Listed records Start Marker

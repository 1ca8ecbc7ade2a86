//! Command-line arguments.

use clap::{ArgAction, Parser};
use std::path::PathBuf;

/// Top-level CLI arguments parsed via clap.
#[derive(Parser, Debug, Default)]
#[command(
    name = "till",
    version,
    about = "Prints a shopping receipt from scanned item tags",
    long_about = "Prints a shopping receipt from scanned item tags.\n\n\
        A tag is a barcode (one unit) or BARCODE-QUANTITY for weighed goods,\n\
        e.g. `till ITEM000001 ITEM000001 ITEM000003-2.5`.\n\
        Items listed in a BUY_TWO_GET_ONE_FREE promotion get every third unit free."
)]
pub struct Args {
    /// Scanned tags in scan order
    #[arg(value_name = "TAG")]
    pub tags: Vec<String>,

    /// Read tags from a file (JSON array of strings, or one tag per line)
    #[arg(long, value_name = "PATH", conflicts_with = "tags")]
    pub tags_file: Option<PathBuf>,

    /// Item catalog JSON file (defaults to the built-in catalog)
    #[arg(long, value_name = "PATH")]
    pub items: Option<PathBuf>,

    /// Promotions JSON file (defaults to the built-in promotions)
    #[arg(long, value_name = "PATH")]
    pub promotions: Option<PathBuf>,

    /// Receipt file to write
    #[arg(short, long, value_name = "PATH")]
    pub output: Option<PathBuf>,

    /// Print only; don't write the receipt file
    #[arg(long)]
    pub no_file: bool,

    /// Print the structured receipt as JSON instead of text
    #[arg(long)]
    pub json: bool,

    /// Store name shown in the receipt banner
    #[arg(long, value_name = "NAME")]
    pub store_name: Option<String>,

    /// Config file (defaults to till.toml in the platform config directory)
    #[arg(long, value_name = "PATH")]
    pub config: Option<PathBuf>,

    /// More log output on stderr (-v info, -vv debug)
    #[arg(short, long, action = ArgAction::Count)]
    pub verbose: u8,
}

#[cfg(test)]
mod tests {
    use super::*;
    use clap::CommandFactory;

    #[test]
    fn test_args_definition_is_valid() {
        Args::command().debug_assert();
    }

    #[test]
    fn test_parse_tags_and_flags() {
        let args = Args::parse_from([
            "till",
            "ITEM000001",
            "ITEM000003-2.5",
            "--no-file",
            "--store-name",
            "小店",
            "-vv",
        ]);
        assert_eq!(args.tags, vec!["ITEM000001", "ITEM000003-2.5"]);
        assert!(args.no_file);
        assert_eq!(args.store_name.as_deref(), Some("小店"));
        assert_eq!(args.verbose, 2);
    }

    #[test]
    fn test_tags_file_conflicts_with_tags() {
        let result = Args::try_parse_from(["till", "ITEM000001", "--tags-file", "tags.json"]);
        assert!(result.is_err());
    }
}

Listed records End Marker

_How to complete this task_:
Starting at the line that has "#[arg(short, long, value_name" and ending at the line that has "info, -vv debug)", please write out the lines above exactly, leaving out all others.

_Answer box_:
    #[arg(short, long, value_name = "PATH")]
    pub output: Option<PathBuf>,

    /// Print only; don't write the receipt file
    #[arg(long)]
    pub no_file: bool,

    /// Print the structured receipt as JSON instead of text
    #[arg(long)]
    pub json: bool,

    /// Store name shown in the receipt banner
    #[arg(long, value_name = "NAME")]
    pub store_name: Option<String>,

    /// Config file (defaults to till.toml in the platform config directory)
    #[arg(long, value_name = "PATH")]
    pub config: Option<PathBuf>,

    /// More log output on stderr (-v info, -vv debug)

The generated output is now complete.